Here's one way that I can think of. We want to show that $\omega^2\not\in \mathbb{Q}(20^{1/4}\omega)$. It follows that it's sufficient to show that $x^4+20$ is irreducible over $\mathbb{Q}(i)=\mathbb{Q}(\omega^2)$.
Any factorization in $\mathbb{Q}(i)$ will actually be a factorization in the Gaussian integers $\mathbb{Z}[i]$ by Gauss lemma. Assume that $x^4+20$ is not irreducible over $\mathbb{Z}[i]$. Since no root of $x^4+20$ is contained in $\mathbb{Z}[i]$ the polynomial needs to factorize as a product of quadratic polynomials. But the only quadratic polynomials dividing it in $\mathbb{C}[x]$ hence in $\mathbb{Z}[i][x]$ are $x^2\pm i\sqrt{20}$ which are not in $\mathbb{Z}[i][x]$, so it must be irreducible.

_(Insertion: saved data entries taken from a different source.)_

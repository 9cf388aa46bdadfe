use serde::{Deserialize, Serialize};

use crate::error::{MinimapError, MinimapResult};

/// Selected window expressed as a fraction of the full horizontal extent.
///
/// Both ends live in `[0, 1]` with `from <= to`. Drag-produced ranges also
/// keep `to - from >= MIN_SPAN`; programmatic assignments are only checked
/// for bounds and order.
#[derive(Debug, Clone, Copy, PartialEq, Serialize, Deserialize)]
pub struct NormalizedRange {
    pub from: f64,
    pub to: f64,
}

impl NormalizedRange {
    /// Narrowest window a drag can produce.
    pub const MIN_SPAN: f64 = 0.1;

    pub fn new(from: f64, to: f64) -> MinimapResult<Self> {
        if !from.is_finite() || !to.is_finite() {
            return Err(MinimapError::InvalidRange { from, to });
        }
        if !(0.0..=1.0).contains(&from) || !(0.0..=1.0).contains(&to) || from > to {
            return Err(MinimapError::InvalidRange { from, to });
        }
        Ok(Self { from, to })
    }

    #[must_use]
    pub const fn full() -> Self {
        Self { from: 0.0, to: 1.0 }
    }

    /// Builds a range from already-clamped drag output, absorbing float noise
    /// at the `[0, 1]` edges.
    #[must_use]
    pub(crate) fn from_clamped(from: f64, to: f64) -> Self {
        let to = to.clamp(0.0, 1.0);
        let from = from.clamp(0.0, to);
        Self { from, to }
    }

    #[must_use]
    pub fn span(self) -> f64 {
        self.to - self.from
    }

    /// Projects the range onto a surface of `surface_width` pixels.
    ///
    /// Returns `(left, width)` in pixels.
    #[must_use]
    pub fn pixel_extent(self, surface_width: f64) -> (f64, f64) {
        (self.from * surface_width, self.span() * surface_width)
    }

    /// Maps both ends into data space: `min + (max - min) * value`.
    #[must_use]
    pub fn map_to_domain(self, min: f64, max: f64) -> (f64, f64) {
        let span = max - min;
        (min + span * self.from, min + span * self.to)
    }
}

impl Default for NormalizedRange {
    fn default() -> Self {
        Self::full()
    }
}

#[cfg(test)]
mod tests {
    use super::NormalizedRange;
    use crate::error::MinimapError;

    #[test]
    fn rejects_out_of_bounds_and_inverted_ranges() {
        for (from, to) in [(-0.1, 0.5), (0.2, 1.1), (0.7, 0.3), (f64::NAN, 0.5)] {
            let err = NormalizedRange::new(from, to).expect_err("range must be rejected");
            assert!(matches!(err, MinimapError::InvalidRange { .. }));
        }
    }

    #[test]
    fn accepts_narrow_programmatic_ranges() {
        let range = NormalizedRange::new(0.5, 0.52).expect("bounds and order are valid");
        assert!(range.span() < NormalizedRange::MIN_SPAN);
    }

    #[test]
    fn pixel_extent_and_domain_mapping_are_linear() {
        let range = NormalizedRange::new(0.25, 0.75).expect("valid");
        assert_eq!(range.pixel_extent(400.0), (100.0, 200.0));
        assert_eq!(range.map_to_domain(1_000.0, 2_000.0), (1_250.0, 1_750.0));
    }

    #[test]
    fn from_clamped_absorbs_edge_noise() {
        let range = NormalizedRange::from_clamped(-1e-17, 0.1);
        assert_eq!(range.from, 0.0);
        assert_eq!(range.to, 0.1);
    }
}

If $\omega^2=i\in \mathbb{Q}(20^{1/4}\omega)$, then it follows by the irreducibility of $x^4+20$ that $\mathbb{Q}(20^{1/4}\omega)/\mathbb{Q}(i)$ is of degree $4$, hence $\mathbb{Q}(20^{1/4}\omega)/\mathbb{Q}$ is of degree $8$, which is a contradiction.